As she fought her way uptown, Kate worried the scratch on the steering wheel, the flap of leather rough between her fingers.

Castle finally gave in and put a hand over hers, stilling her fingers on the wheel. "You knew her." A statement. No inflection in his voice to imply that he was even considering that it was a matter of debate. He knew. But he wanted her confirmation.

"Yeah."

Her one-word answer was not exactly what he wanted from her. So he pushed, letting his hand fall off of hers as she turned a corner for a side street, hoping it was less crowded. "How?"

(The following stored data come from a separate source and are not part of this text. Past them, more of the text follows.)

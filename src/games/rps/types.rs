//! Core domain types for rock-paper-scissors.

use rand::Rng;
use strum::{Display, EnumIter};
use tracing::instrument;

/// A move in rock-paper-scissors.
#[derive(Debug, Clone, Copy, PartialEq, Eq, Hash, Display, EnumIter)]
#[strum(serialize_all = "lowercase")]
pub enum Choice {
    /// Rock beats scissors.
    Rock,
    /// Paper beats rock.
    Paper,
    /// Scissors beat paper.
    Scissors,
}

impl Choice {
    /// Parses a move token (`rock`/`r`, `paper`/`p`, `scissors`/`s`), ignoring
    /// case and surrounding whitespace.
    ///
    /// Returns `None` for anything else; unknown input is never stored.
    #[instrument]
    pub fn parse(text: &str) -> Option<Self> {
        match text.trim().to_lowercase().as_str() {
            "rock" | "r" => Some(Self::Rock),
            "paper" | "p" => Some(Self::Paper),
            "scissors" | "s" => Some(Self::Scissors),
            _ => None,
        }
    }

    /// Maps a draw from `[0, 1)` onto a choice using cut points at 1/3 and 2/3.
    #[instrument]
    pub fn from_unit(draw: f64) -> Self {
        if draw < 1.0 / 3.0 {
            Self::Rock
        } else if draw < 2.0 / 3.0 {
            Self::Paper
        } else {
            Self::Scissors
        }
    }

    /// Draws a uniformly random choice for the bot.
    #[instrument(skip(rng))]
    pub fn random<R: Rng + ?Sized>(rng: &mut R) -> Self {
        Self::from_unit(rng.gen_range(0.0..1.0))
    }

    /// The choice this one defeats.
    pub fn beats(self) -> Self {
        match self {
            Self::Rock => Self::Scissors,
            Self::Scissors => Self::Paper,
            Self::Paper => Self::Rock,
        }
    }
}

/// Result of comparing two choices, relative to argument order.
#[derive(Debug, Clone, Copy, PartialEq, Eq, Hash)]
pub enum Outcome {
    /// Both sides chose the same.
    Tie,
    /// The first choice wins.
    FirstWins,
    /// The second choice wins.
    SecondWins,
}

#[cfg(test)]
mod tests {
    use super::*;
    use rand::SeedableRng;
    use rand::rngs::StdRng;

    #[test]
    fn test_parse_full_and_short_tokens() {
        assert_eq!(Choice::parse("rock"), Some(Choice::Rock));
        assert_eq!(Choice::parse("P"), Some(Choice::Paper));
        assert_eq!(Choice::parse("  Scissors "), Some(Choice::Scissors));
        assert_eq!(Choice::parse("s"), Some(Choice::Scissors));
    }

    #[test]
    fn test_parse_rejects_unknown() {
        assert_eq!(Choice::parse("lizard"), None);
        assert_eq!(Choice::parse(""), None);
        assert_eq!(Choice::parse("rock paper"), None);
    }

    #[test]
    fn test_from_unit_cut_points() {
        assert_eq!(Choice::from_unit(0.0), Choice::Rock);
        assert_eq!(Choice::from_unit(0.333), Choice::Rock);
        assert_eq!(Choice::from_unit(1.0 / 3.0), Choice::Paper);
        assert_eq!(Choice::from_unit(0.5), Choice::Paper);
        assert_eq!(Choice::from_unit(2.0 / 3.0), Choice::Scissors);
        assert_eq!(Choice::from_unit(0.999_999), Choice::Scissors);
    }

    #[test]
    fn test_random_is_roughly_uniform() {
        let mut rng = StdRng::seed_from_u64(7);
        let mut counts = [0usize; 3];
        let trials = 30_000;
        for _ in 0..trials {
            match Choice::random(&mut rng) {
                Choice::Rock => counts[0] += 1,
                Choice::Paper => counts[1] += 1,
                Choice::Scissors => counts[2] += 1,
            }
        }
        for count in counts {
            // Expected 10_000 each; 5% slack is far outside sampling noise.
            assert!((9_500..=10_500).contains(&count), "skewed counts: {counts:?}");
        }
    }

    #[test]
    fn test_display_is_lowercase() {
        assert_eq!(Choice::Rock.to_string(), "rock");
        assert_eq!(Choice::Scissors.to_string(), "scissors");
    }
}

She blew through the possibilities that presented themselves in her mind. She could ignore him, wait until she had the entire team with her to explain, knowing that Ryan and Esposito would understand and have her back. Not that Castle didn't have her back. Or she could just tell him. Keeping secrets no longer appealed to her, not after last time, so she sighed. "Some cases. Before you. Wheeler was on the gang task force in the neighboring precinct. We worked together a few times, running busts. I was in Vice at the time, so we tended to target gangs that used prostitution as a method of gaining intel."

"She was a good cop?"

Kate nodded, smiling a little. "Yeah. She was." She took advantage of a yellow light, jerking the wheel so that she made the corner before the light changed over, narrowly avoiding a man too busy on his phone to pay attention to where he was walking. "I told you it was going to be different this time. This is part of it." She glanced over at him, testing his facial expression for hesitation. She found none, of course; Castle didn't hesitate when it came to her. "It's hard enough when another cop is murdered. Harder when you know them."

"You'll find them. The bastards that did this," he clarified when she blinked, eyes on the road still. "Because we're a solid team."

"You bet we are."

The Twelfth's lobby was deserted save for one. The desk sergeant was sleeping on his desk, a little puddle of drool collecting under his gaping mouth. He was old but sleeping on the job was never an excuse. Kate gave him a sharp kick to his shin, shouted, "Wake up, Peters!"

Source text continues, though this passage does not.